Here is part of what Rev. Woodworth said:
Jesus’ response to such a question is simple – he says I know you may be disappointed but I am asking you to trust me. You see even if Jesus had struck Herod with fire, freed John from prison and pulled up the other tares in John’s life, he would never have been truly free apart from a deep trusting relationship with Jesus.
Jesus said, “Blessed are those who are not offended by me – or stumbling over me”. We may be tempted to stumble over people and circumstances, pain and disappointment but we’re really stumbling over Jesus, offended by Jesus because he’s moving too slowly or because he hasn’t removed the tares in our life and the real temptations to look for something else – a better method, a new program, another seminar or a field with less tares – or even worse, tempted to join the thousands of pastors each year who give upon their call. My son – stay the course – have a burning patience – that quality of faith which keeps you living in the already and not yet – that will give meaning and strength to your ministry. Disappointments and even failures will come but you have a vision of the splendid city – you have hope – and just like the prophet Jeremiah, “before you were born God set you apart and appointed you to be his spokesman to the world.”
Trust and hope.
I have not been shy about being disappointed these past five years as an ordained pastor. I've dealt with setback after setback and wonder: where is God? Why does this have to be so freakin' hard?
But maybe God is saying that we, that I, have to trust God and have hope. What do I have to lose?

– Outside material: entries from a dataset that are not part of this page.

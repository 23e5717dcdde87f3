//! End-to-end flow over an in-memory data access facade: dashboard stats,
//! progress views, and report export through the real renderer, the
//! pulldown HTML exporter and local file storage.

use std::sync::Arc;

use async_trait::async_trait;
use chrono::{NaiveDate, TimeZone, Utc};

use sinfonia::adapters::{
    LocalReportFileStorage, MarkdownReportRenderer, PulldownExportService,
};
use sinfonia::application::handlers::dashboard::{
    GetDashboardStatsHandler, GetDashboardStatsQuery,
};
use sinfonia::application::handlers::progress::{
    GetContentProgressHandler, GetContentProgressQuery,
};
use sinfonia::application::handlers::report::{
    ExportStudentReportHandler, ExportStudentReportQuery, SaveStudentReportHandler,
    SaveStudentReportQuery,
};
use sinfonia::domain::catalog::{Instrument, Method, Teacher};
use sinfonia::domain::foundation::{
    InstrumentFamily, InstrumentId, LearningPhase, LessonId, MethodId, Score, StaffRole,
    StudentId, TeacherId,
};
use sinfonia::domain::progress::ContentKind;
use sinfonia::domain::student::{Evaluation, Lesson, Student};
use sinfonia::ports::{CatalogReader, ExportFormat, ReaderError, StudentReader};

fn init_tracing() {
    let _ = tracing_subscriber::fmt()
        .with_env_filter(tracing_subscriber::EnvFilter::from_default_env())
        .with_test_writer()
        .try_init();
}

// ─────────────────────────────────────────────────────────────────────────
// In-memory facade
// ─────────────────────────────────────────────────────────────────────────

struct InMemoryFacade {
    students: Vec<Student>,
    teachers: Vec<Teacher>,
    methods: Vec<Method>,
    instruments: Vec<Instrument>,
}

#[async_trait]
impl StudentReader for InMemoryFacade {
    async fn list_students(&self) -> Result<Vec<Student>, ReaderError> {
        Ok(self.students.clone())
    }

    async fn get_student(&self, id: StudentId) -> Result<Student, ReaderError> {
        self.students
            .iter()
            .find(|s| s.id == id)
            .cloned()
            .ok_or(ReaderError::StudentNotFound(id))
    }
}

#[async_trait]
impl CatalogReader for InMemoryFacade {
    async fn list_teachers(&self) -> Result<Vec<Teacher>, ReaderError> {
        Ok(self.teachers.clone())
    }

    async fn list_methods(&self) -> Result<Vec<Method>, ReaderError> {
        Ok(self.methods.clone())
    }

    async fn list_instruments(&self) -> Result<Vec<Instrument>, ReaderError> {
        Ok(self.instruments.clone())
    }
}

fn date(y: i32, m: u32, d: u32) -> NaiveDate {
    NaiveDate::from_ymd_opt(y, m, d).unwrap()
}

fn facade() -> Arc<InMemoryFacade> {
    let teacher_id = TeacherId::new();

    let gabriel = Student {
        id: StudentId::new(),
        name: "Gabriel Mendonça".to_string(),
        instrument: "Violino".to_string(),
        phase: LearningPhase::Fase3,
        teacher_id,
        active: true,
        enrollment_date: date(2023, 1, 15),
        lessons: vec![
            Lesson {
                id: LessonId::new(),
                date: date(2023, 10, 1),
                present: true,
                observation: "Boa postura, afinação precisa melhorar.".to_string(),
                exercises_mastered: vec!["Schmoll 21".to_string(), "Schmoll 22".to_string()],
                hymns_mastered: vec!["Hino 1".to_string(), "Hino 5".to_string()],
                evaluation: Some(Evaluation::new(
                    Score::try_new(8).unwrap(),
                    Score::try_new(7).unwrap(),
                    Score::try_new(7).unwrap(),
                    date(2023, 10, 1),
                )),
            },
            Lesson {
                id: LessonId::new(),
                date: date(2023, 10, 8),
                present: false,
                observation: String::new(),
                exercises_mastered: vec![],
                hymns_mastered: vec![],
                evaluation: None,
            },
            Lesson {
                id: LessonId::new(),
                date: date(2023, 10, 15),
                present: true,
                observation: "Evoluiu bem no arco.".to_string(),
                exercises_mastered: vec!["Schmoll 21".to_string()],
                hymns_mastered: vec!["Hino 10".to_string()],
                evaluation: Some(Evaluation::new(
                    Score::try_new(9).unwrap(),
                    Score::try_new(8).unwrap(),
                    Score::try_new(7).unwrap(),
                    date(2023, 10, 15),
                )),
            },
        ],
        is_orchestra_ready: false,
    };

    let ana = Student {
        id: StudentId::new(),
        name: "Ana Clara Souza".to_string(),
        instrument: "Órgão".to_string(),
        phase: LearningPhase::Rjm,
        teacher_id,
        active: true,
        enrollment_date: date(2022, 5, 20),
        lessons: vec![Lesson {
            id: LessonId::new(),
            date: date(2023, 9, 12),
            present: true,
            observation: "Leitura fluente.".to_string(),
            exercises_mastered: vec![],
            hymns_mastered: vec!["Hino 5".to_string()],
            evaluation: None,
        }],
        is_orchestra_ready: true,
    };

    Arc::new(InMemoryFacade {
        students: vec![gabriel, ana],
        teachers: vec![Teacher {
            id: teacher_id,
            name: "Ir. João Silva".to_string(),
            instruments: vec!["Violino".to_string()],
            role: StaffRole::Instructor,
        }],
        methods: vec![Method {
            id: MethodId::new(),
            name: "Schmoll".to_string(),
            description: Some("Método para piano e violino".to_string()),
            total_lessons: None,
            total_exercises: Some(120),
            has_phases: None,
            total_phases: None,
            instrument: Some("Violino".to_string()),
        }],
        instruments: vec![
            Instrument {
                id: InstrumentId::new(),
                name: "Violino".to_string(),
                family: InstrumentFamily::Cordas,
            },
            Instrument {
                id: InstrumentId::new(),
                name: "Órgão".to_string(),
                family: InstrumentFamily::Teclas,
            },
        ],
    })
}

// ─────────────────────────────────────────────────────────────────────────
// Tests
// ─────────────────────────────────────────────────────────────────────────

#[tokio::test]
async fn dashboard_stats_cover_the_catalog_instruments() {
    init_tracing();
    let facade = facade();

    let stats = GetDashboardStatsHandler::new(facade.clone())
        .handle(GetDashboardStatsQuery)
        .await
        .unwrap();

    assert_eq!(stats.total_students, 2);
    assert_eq!(stats.active_students, 2);
    assert_eq!(stats.orchestra_ready, 1);

    // Every instrument with enrolled students is a registered instrument.
    let instruments = facade.list_instruments().await.unwrap();
    for name in stats.students_by_instrument.keys() {
        assert!(instruments.iter().any(|i| &i.name == name));
    }
}

#[tokio::test]
async fn hymn_progress_counts_distinct_students_in_numeric_order() {
    init_tracing();
    let facade = facade();

    let progress = GetContentProgressHandler::new(facade)
        .handle(GetContentProgressQuery {
            kind: ContentKind::Hymn,
            key_contains: None,
            student_id: None,
        })
        .await
        .unwrap();

    let keys: Vec<&str> = progress.iter().map(|e| e.key.as_str()).collect();
    assert_eq!(keys, vec!["Hino 1", "Hino 5", "Hino 10"]);

    let hino5 = progress.iter().find(|e| e.key == "Hino 5").unwrap();
    assert_eq!(hino5.count, 2);
    assert_eq!(hino5.students, vec!["Gabriel Mendonça", "Ana Clara Souza"]);
}

#[tokio::test]
async fn exercise_progress_matches_registered_method() {
    init_tracing();
    let facade = facade();

    let progress = GetContentProgressHandler::new(facade.clone())
        .handle(GetContentProgressQuery {
            kind: ContentKind::Exercise,
            key_contains: Some("schmoll".to_string()),
            student_id: None,
        })
        .await
        .unwrap();

    // Per-student dedup: Schmoll 21 appears in two of Gabriel's lessons but
    // counts once.
    assert_eq!(progress.len(), 2);
    for entry in &progress {
        assert_eq!(entry.count, 1);
    }

    // The keys belong to a method that applies to the violin.
    let methods = facade.list_methods().await.unwrap();
    let schmoll = &methods[0];
    assert!(schmoll.applies_to("Violino"));
    assert!(progress.iter().all(|e| e.key.starts_with(&schmoll.name)));
}

#[tokio::test]
async fn report_exports_to_html_and_is_stored_on_disk() {
    init_tracing();
    let facade = facade();
    let gabriel_id = facade.students[0].id;

    let export = ExportStudentReportHandler::new(
        facade,
        Arc::new(MarkdownReportRenderer::new()),
        Arc::new(PulldownExportService::new()),
    );

    let dir = tempfile::tempdir().unwrap();
    let storage = Arc::new(LocalReportFileStorage::new(dir.path()));
    let handler = SaveStudentReportHandler::new(export, storage);

    let path = handler
        .handle(SaveStudentReportQuery {
            export: ExportStudentReportQuery {
                student_id: gabriel_id,
                format: ExportFormat::Html,
                generated_at: Utc.with_ymd_and_hms(2023, 11, 20, 9, 15, 0).unwrap(),
            },
        })
        .await
        .unwrap();

    assert_eq!(
        path.file_name().unwrap().to_str().unwrap(),
        "Relatorio_Gabriel_Mendonça.html"
    );

    let html = std::fs::read_to_string(&path).unwrap();
    assert!(html.starts_with("<!DOCTYPE html>"));
    assert!(html.contains("Relatorio Individual do Aluno"));
    assert!(html.contains("Gerado em: 20/11/2023 as 09:15"));
    assert!(html.contains("Gabriel Mendonça"));
    // Summary counts are raw sums: 3 exercises, 3 hymns over 3 lessons.
    assert!(html.contains("Exercicios Dominados"));
    assert!(html.contains("<td>3</td>"));
    // The absent lesson still shows up in the detail table.
    assert!(html.contains("Faltou"));
    // Footer carries the stamped page count on every page.
    assert!(html.contains("Pagina 1 de 2"));
    assert!(html.contains("Pagina 2 de 2"));
}

#[tokio::test]
async fn markdown_export_round_trips_without_the_export_service() {
    init_tracing();
    let facade = facade();
    let ana_id = facade.students[1].id;

    let handler = ExportStudentReportHandler::new(
        facade,
        Arc::new(MarkdownReportRenderer::new()),
        Arc::new(PulldownExportService::new()),
    );

    let document = handler
        .handle(ExportStudentReportQuery {
            student_id: ana_id,
            format: ExportFormat::Markdown,
            generated_at: Utc.with_ymd_and_hms(2023, 11, 20, 9, 15, 0).unwrap(),
        })
        .await
        .unwrap();

    assert_eq!(document.filename, "Relatorio_Ana_Clara_Souza.md");
    let markdown = String::from_utf8(document.content).unwrap();
    assert!(markdown.contains("**Status Orquestra:** APTO"));
    assert!(markdown.contains("| Total de Aulas | 1 |"));
}
//! Staff role enum for teaching personnel.

use serde::{Deserialize, Serialize};
use std::fmt;

/// Role a staff member holds at the school.
#[derive(Debug, Clone, Copy, Default, PartialEq, Eq, Hash, Serialize, Deserialize)]
pub enum StaffRole {
    #[default]
    #[serde(rename = "Instrutor")]
    Instructor,
    #[serde(rename = "Encarregado de Orquestra")]
    OrchestraLead,
    #[serde(rename = "Auxiliar")]
    Assistant,
}

impl StaffRole {
    /// All roles in display order.
    pub fn all() -> &'static [StaffRole] {
        &[
            StaffRole::Instructor,
            StaffRole::OrchestraLead,
            StaffRole::Assistant,
        ]
    }

    /// Returns the display label.
    pub fn label(&self) -> &'static str {
        match self {
            StaffRole::Instructor => "Instrutor",
            StaffRole::OrchestraLead => "Encarregado de Orquestra",
            StaffRole::Assistant => "Auxiliar",
        }
    }
}

impl fmt::Display for StaffRole {
    fn fmt(&self, f: &mut fmt::Formatter<'_>) -> fmt::Result {
        write!(f, "{}", self.label())
    }
}
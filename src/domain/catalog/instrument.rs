//! Instrument entity.

use serde::{Deserialize, Serialize};

use crate::domain::foundation::{InstrumentFamily, InstrumentId};

/// An instrument taught at the school.
#[derive(Debug, Clone, PartialEq, Eq, Serialize, Deserialize)]
#[serde(rename_all = "camelCase")]
pub struct Instrument {
    pub id: InstrumentId,
    pub name: String,
    pub family: InstrumentFamily,
}

#[cfg(test)]
mod tests {
    use super::*;

    #[test]
    fn round_trips_through_json() {
        let instrument = Instrument {
            id: InstrumentId::new(),
            name: "Violino".to_string(),
            family: InstrumentFamily::Cordas,
        };
        let json = serde_json::to_string(&instrument).unwrap();
        assert!(json.contains("\"Cordas\""));
        let back: Instrument = serde_json::from_str(&json).unwrap();
        assert_eq!(back, instrument);
    }
}
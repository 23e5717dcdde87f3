//! Report assembler - builds the paginated report for one student.
//!
//! Deterministic given the student data and the caller-supplied timestamp;
//! the system clock is never read here. Layout is two-pass: blocks are laid
//! onto pages against a fixed line budget first, then every footer is
//! stamped with the final page count.

use chrono::{DateTime, Utc};

use crate::domain::foundation::Score;
use crate::domain::student::{Lesson, Student};

use super::document::{
    format_date, format_generated_at, report_file_stem, IdentityBlock, PageFooter, ReportBlock,
    ReportPage, ReportTable, StudentReport, ABSENT_LABEL, FOOTER_LABEL, HYMN_PREFIX,
    ORCHESTRA_READY_LABEL, ORCHESTRA_STUDYING_LABEL, PLACEHOLDER, PRESENT_LABEL, REPORT_TITLE,
};

/// Lines available per page.
const PAGE_LINE_BUDGET: usize = 40;

/// Lines a table consumes before its rows (title and header row).
const TABLE_CHROME_LINES: usize = 3;

/// Lines consumed by the header band.
const HEADER_BAND_LINES: usize = 4;

/// Lines consumed by the identity block.
const IDENTITY_LINES: usize = 7;

/// Assembles the full paginated report for one student.
pub fn assemble(student: &Student, generated_at: DateTime<Utc>) -> StudentReport {
    let sections = report_sections(student, generated_at);
    StudentReport {
        file_stem: report_file_stem(&student.name),
        pages: paginate(sections),
    }
}

/// Produces the report's ordered sections, before pagination.
///
/// Section order is fixed: header band, identity, summary metrics, a page
/// break, the evaluation history (ascending by date) and the lesson details
/// (descending by date). Empty histories yield empty tables, never missing
/// ones.
pub fn report_sections(student: &Student, generated_at: DateTime<Utc>) -> Vec<ReportBlock> {
    vec![
        ReportBlock::HeaderBand {
            title: REPORT_TITLE.to_string(),
            generated_at: format_generated_at(generated_at),
        },
        ReportBlock::Identity(IdentityBlock {
            name: student.name.clone(),
            instrument: student.instrument.clone(),
            phase: student.phase.label().to_string(),
            enrollment_date: format_date(student.enrollment_date),
            orchestra_status: if student.is_orchestra_ready {
                ORCHESTRA_READY_LABEL.to_string()
            } else {
                ORCHESTRA_STUDYING_LABEL.to_string()
            },
        }),
        ReportBlock::Table(summary_table(student)),
        ReportBlock::PageBreak,
        ReportBlock::Table(evaluation_table(student)),
        ReportBlock::Table(lesson_table(student)),
    ]
}

fn summary_table(student: &Student) -> ReportTable {
    // Raw sums across lessons; repeats count, unlike the aggregator.
    ReportTable::new(
        "Resumo de Aproveitamento",
        &["Metrica", "Total Realizado"],
        vec![
            vec![
                "Total de Aulas".to_string(),
                student.lessons.len().to_string(),
            ],
            vec![
                "Exercicios Dominados".to_string(),
                student.total_exercises_mastered().to_string(),
            ],
            vec![
                "Hinos Dominados".to_string(),
                student.total_hymns_mastered().to_string(),
            ],
        ],
    )
}

fn evaluation_table(student: &Student) -> ReportTable {
    let mut evaluated: Vec<&Lesson> = student
        .lessons
        .iter()
        .filter(|l| l.has_evaluation())
        .collect();
    // Stable: equal dates keep history order.
    evaluated.sort_by(|a, b| a.date.cmp(&b.date));

    let rows = evaluated
        .iter()
        .filter_map(|l| l.evaluation.as_ref().map(|e| (l.date, e)))
        .map(|(date, e)| {
            vec![
                format_date(date),
                score_or_dash(e.technique),
                score_or_dash(e.rhythm),
                score_or_dash(e.reading),
            ]
        })
        .collect();

    ReportTable::new(
        "Historico de Avaliacoes Tecnicas",
        &["Data", "Tecnica", "Ritmo", "Leitura"],
        rows,
    )
}

fn lesson_table(student: &Student) -> ReportTable {
    let mut lessons: Vec<&Lesson> = student.lessons.iter().collect();
    lessons.sort_by(|a, b| b.date.cmp(&a.date));

    let rows = lessons
        .iter()
        .map(|l| {
            let presence = if l.present {
                PRESENT_LABEL
            } else {
                ABSENT_LABEL
            };
            vec![
                format_date(l.date),
                presence.to_string(),
                text_or_dash(&l.observation),
                mastered_content(l),
            ]
        })
        .collect();

    ReportTable::new(
        "Detalhes das Ultimas Aulas",
        &["Data", "Presenca", "Observacoes", "Conteudo Dominado"],
        rows,
    )
}

/// Joins exercise labels and prefixed hymn labels into one cell.
fn mastered_content(lesson: &Lesson) -> String {
    let combined: Vec<String> = lesson
        .exercises_mastered
        .iter()
        .cloned()
        .chain(
            lesson
                .hymns_mastered
                .iter()
                .map(|h| format!("{}{}", HYMN_PREFIX, h)),
        )
        .collect();
    if combined.is_empty() {
        PLACEHOLDER.to_string()
    } else {
        combined.join(", ")
    }
}

fn score_or_dash(score: Option<Score>) -> String {
    score
        .map(|s| s.to_string())
        .unwrap_or_else(|| PLACEHOLDER.to_string())
}

fn text_or_dash(text: &str) -> String {
    if text.is_empty() {
        PLACEHOLDER.to_string()
    } else {
        text.to_string()
    }
}

// ────────────────────────────────────────────────────────────────────────
// Pagination
// ────────────────────────────────────────────────────────────────────────

fn paginate(sections: Vec<ReportBlock>) -> Vec<ReportPage> {
    let mut pages: Vec<Vec<ReportBlock>> = Vec::new();
    let mut current: Vec<ReportBlock> = Vec::new();
    let mut used = 0usize;

    for block in sections {
        match block {
            ReportBlock::PageBreak => {
                if !current.is_empty() {
                    pages.push(std::mem::take(&mut current));
                    used = 0;
                }
            }
            ReportBlock::Table(table) => {
                place_table(&mut pages, &mut current, &mut used, table);
            }
            other => {
                let cost = block_lines(&other);
                if used + cost > PAGE_LINE_BUDGET && !current.is_empty() {
                    pages.push(std::mem::take(&mut current));
                    used = 0;
                }
                used += cost;
                current.push(other);
            }
        }
    }
    if !current.is_empty() || pages.is_empty() {
        pages.push(current);
    }

    // Second pass: the footer needs the total page count.
    let page_count = pages.len() as u32;
    pages
        .into_iter()
        .enumerate()
        .map(|(i, blocks)| ReportPage {
            number: i as u32 + 1,
            blocks,
            footer: PageFooter {
                label: FOOTER_LABEL.to_string(),
                page: i as u32 + 1,
                page_count,
            },
        })
        .collect()
}

/// Places a table, splitting its rows across pages when they do not fit.
/// Continuation chunks repeat the headers and are flagged as continued.
fn place_table(
    pages: &mut Vec<Vec<ReportBlock>>,
    current: &mut Vec<ReportBlock>,
    used: &mut usize,
    table: ReportTable,
) {
    let min_lines = TABLE_CHROME_LINES + usize::from(!table.rows.is_empty());
    if *used + min_lines > PAGE_LINE_BUDGET && !current.is_empty() {
        pages.push(std::mem::take(current));
        *used = 0;
    }

    let mut rows = table.rows;
    let mut continued = table.continued;
    loop {
        let capacity = PAGE_LINE_BUDGET
            .saturating_sub(*used)
            .saturating_sub(TABLE_CHROME_LINES);
        if rows.len() <= capacity {
            *used += TABLE_CHROME_LINES + rows.len();
            current.push(ReportBlock::Table(ReportTable {
                title: table.title,
                headers: table.headers,
                rows,
                continued,
            }));
            return;
        }

        let rest = rows.split_off(capacity.max(1));
        current.push(ReportBlock::Table(ReportTable {
            title: table.title.clone(),
            headers: table.headers.clone(),
            rows,
            continued,
        }));
        pages.push(std::mem::take(current));
        *used = 0;
        rows = rest;
        continued = true;
    }
}

fn block_lines(block: &ReportBlock) -> usize {
    match block {
        ReportBlock::HeaderBand { .. } => HEADER_BAND_LINES,
        ReportBlock::Identity(_) => IDENTITY_LINES,
        ReportBlock::Table(table) => TABLE_CHROME_LINES + table.rows.len(),
        ReportBlock::PageBreak => 0,
    }
}
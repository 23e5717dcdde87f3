//! Application configuration module
//!
//! Provides type-safe configuration loading from environment variables
//! using the `config` and `dotenvy` crates. Configuration is loaded with
//! the `SINFONIA` prefix and nested values use double underscores as
//! separators.
//!
//! # Example
//!
//! ```no_run
//! use sinfonia::config::AppConfig;
//!
//! let config = AppConfig::load().expect("Failed to load configuration");
//! config.validate().expect("Invalid configuration");
//! ```

mod error;
mod export;
mod storage;

pub use error::{ConfigError, ValidationError};
pub use export::ExportConfig;
pub use storage::StorageConfig;

use serde::Deserialize;

/// Root application configuration
///
/// Every section has development-friendly defaults; the environment only
/// needs to override what differs.
#[derive(Debug, Clone, Default, Deserialize)]
pub struct AppConfig {
    /// Report export settings (Pandoc, timeouts, HTML styling)
    #[serde(default)]
    pub export: ExportConfig,

    /// Exported report storage settings
    #[serde(default)]
    pub storage: StorageConfig,
}

impl AppConfig {
    /// Load configuration from environment variables
    ///
    /// This function:
    /// 1. Loads `.env` file if present (for development)
    /// 2. Reads environment variables with the `SINFONIA` prefix
    /// 3. Uses `__` (double underscore) to separate nested values
    ///
    /// # Environment Variable Format
    ///
    /// - `SINFONIA__EXPORT__PDF_TIMEOUT_SECS=60` -> `export.pdf_timeout_secs = 60`
    /// - `SINFONIA__STORAGE__REPORT_DIR=/var/reports` -> `storage.report_dir = ...`
    ///
    /// # Errors
    ///
    /// Returns `ConfigError` if values cannot be parsed into expected types.
    pub fn load() -> Result<Self, ConfigError> {
        dotenvy::dotenv().ok();

        let config = config::Config::builder()
            .add_source(
                config::Environment::default()
                    .prefix("SINFONIA")
                    .separator("__"),
            )
            .build()?
            .try_deserialize()?;

        Ok(config)
    }

    /// Validate all configuration values
    ///
    /// # Errors
    ///
    /// Returns `ValidationError` if any configuration value is invalid.
    pub fn validate(&self) -> Result<(), ValidationError> {
        self.export.validate()?;
        self.storage.validate()?;
        Ok(())
    }
}
//! Document adapters - Implementations of the report document ports.
//!
//! - `MarkdownReportRenderer` - Renders the assembled report to markdown
//! - `PulldownExportService` - Converts markdown to HTML/PDF
//! - `LocalReportFileStorage` - Stores exported reports on disk

mod local_file_storage;
mod markdown_renderer;
mod pulldown_export_service;

pub use local_file_storage::LocalReportFileStorage;
pub use markdown_renderer::MarkdownReportRenderer;
pub use pulldown_export_service::PulldownExportService;
//! UseCase: ログイン処理
//!
//! ## 処理の流れ
//!
//! 1. トップページを未認証で取得し、トラッキング Cookie（`datr`）を得る
//! 2. `datr` を付けて認証情報を送信（リダイレクト追従なし）
//! 3. ステータスで分岐: 200 = 認証失敗、302 = 成功、それ以外 = 致命的エラー
//! 4. 成功時のみ、認証済みでトップページを再取得し anti-forgery token を抽出
//!
//! リトライは行わない。Session は開始時にクリアされ、4 まで成功した場合のみ設定される。

use std::sync::Arc;

use crate::domain::{
    ACCOUNT_COOKIE, AccountId, ChatGateway, Credentials, CsrfToken, HttpResponse,
    SESSION_COOKIE, STATUS_FOUND, STATUS_OK, Session, SessionCookie, TRACKING_COOKIE,
    extract_csrf_token,
};

use super::error::LoginError;

/// ログイン結果
#[derive(Debug, Clone, Copy, PartialEq, Eq)]
pub enum LoginOutcome {
    /// ログイン成功（アカウント ID 付き）
    LoggedIn(AccountId),
    /// 認証情報が拒否された（ログインページが再表示された）
    Rejected,
}

impl LoginOutcome {
    pub fn is_logged_in(&self) -> bool {
        matches!(self, LoginOutcome::LoggedIn(_))
    }
}

/// ログインのユースケース
pub struct LoginUseCase {
    /// Gateway（対象サイトへのアクセスの抽象化）
    gateway: Arc<dyn ChatGateway>,
}

impl LoginUseCase {
    /// 新しい LoginUseCase を作成
    pub fn new(gateway: Arc<dyn ChatGateway>) -> Self {
        Self { gateway }
    }

    /// ログインを実行
    ///
    /// # Arguments
    ///
    /// * `session` - 結果を格納するセッション（開始時にクリアされる）
    /// * `email` - アカウント（メールアドレスまたは電話番号）
    /// * `password` - パスワード
    ///
    /// # Returns
    ///
    /// * `Ok(LoginOutcome)` - 成功または認証情報の拒否
    /// * `Err(LoginError)` - 想定外のステータスやページ構造の変化（致命的）
    pub async fn execute(
        &self,
        session: &mut Session,
        email: &str,
        password: &str,
    ) -> Result<LoginOutcome, LoginError> {
        session.clear();

        // 1. トラッキング Cookie の取得
        tracing::info!("Requesting homepage");
        let home = self.gateway.fetch_home().await?;
        expect_status(&home, STATUS_OK, "homepage")?;
        let tracking_cookie = home.cookie(TRACKING_COOKIE).ok_or(LoginError::MissingCookie {
            name: TRACKING_COOKIE,
            stage: "homepage",
        })?;

        // 2. 認証情報の送信
        tracing::info!("Logging in");
        let response = self
            .gateway
            .submit_login(tracking_cookie, email, password)
            .await?;

        // 3. ステータスで分岐
        match response.status {
            STATUS_OK => {
                tracing::info!("Login rejected: login page served again");
                Ok(LoginOutcome::Rejected)
            }
            STATUS_FOUND => {
                let (account_id, session_cookie) = read_session_cookies(&response)?;

                // 4. anti-forgery token の取得
                let csrf_token = self.fetch_csrf_token(account_id, &session_cookie).await?;

                session.establish(Credentials {
                    account_id,
                    session_cookie,
                    csrf_token,
                });
                tracing::info!("Logged in as {}", account_id);
                Ok(LoginOutcome::LoggedIn(account_id))
            }
            status => Err(LoginError::UnexpectedStatus {
                stage: "login",
                status,
            }),
        }
    }

    async fn fetch_csrf_token(
        &self,
        account_id: AccountId,
        session_cookie: &SessionCookie,
    ) -> Result<CsrfToken, LoginError> {
        tracing::info!("Requesting anti-forgery token");
        let page = self
            .gateway
            .fetch_token_page(account_id, session_cookie)
            .await?;
        expect_status(&page, STATUS_OK, "token page")?;
        Ok(extract_csrf_token(&page.body)?)
    }
}

fn expect_status(
    response: &HttpResponse,
    expected: u16,
    stage: &'static str,
) -> Result<(), LoginError> {
    if response.status != expected {
        return Err(LoginError::UnexpectedStatus {
            stage,
            status: response.status,
        });
    }
    Ok(())
}

/// 302 レスポンス自身の Cookie からアカウント ID とセッション Cookie を読み出す
fn read_session_cookies(
    response: &HttpResponse,
) -> Result<(AccountId, SessionCookie), LoginError> {
    let raw_account = response
        .cookie(ACCOUNT_COOKIE)
        .ok_or(LoginError::MissingCookie {
            name: ACCOUNT_COOKIE,
            stage: "login",
        })?;
    let account_id = AccountId::parse(raw_account).map_err(|_| LoginError::InvalidCookie {
        name: ACCOUNT_COOKIE,
    })?;

    let raw_session = response
        .cookie(SESSION_COOKIE)
        .ok_or(LoginError::MissingCookie {
            name: SESSION_COOKIE,
            stage: "login",
        })?;
    let session_cookie = SessionCookie::new(raw_session.to_string()).map_err(|_| {
        LoginError::InvalidCookie {
            name: SESSION_COOKIE,
        }
    })?;

    Ok((account_id, session_cookie))
}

Hope has always been an important word for me. Maybe it's because in the end, that's all we can hold on to: that despair and dissapointment are not the last word.
All I can do is hope.
1 comment:
Hey, I stumbled across your blog just the other day. I relate to your feelings about ministry. I'm an ordained minister with the independent Christian Churches, but for most of my ministry have been at least partially self-supporting. Even when I was in Brazil for three years I had to work teaching English to support myself, which took time away from ministry. The only full-time ministry I ever had was with a congregation in New Mexico, and it nearly destroyed me spiritually. I've tried to run from my vocation, but it's no use. Life only has meaning and value for me when I'm within God's purposes for me. All I can do, as you say, is hope.
And hope is a virtue.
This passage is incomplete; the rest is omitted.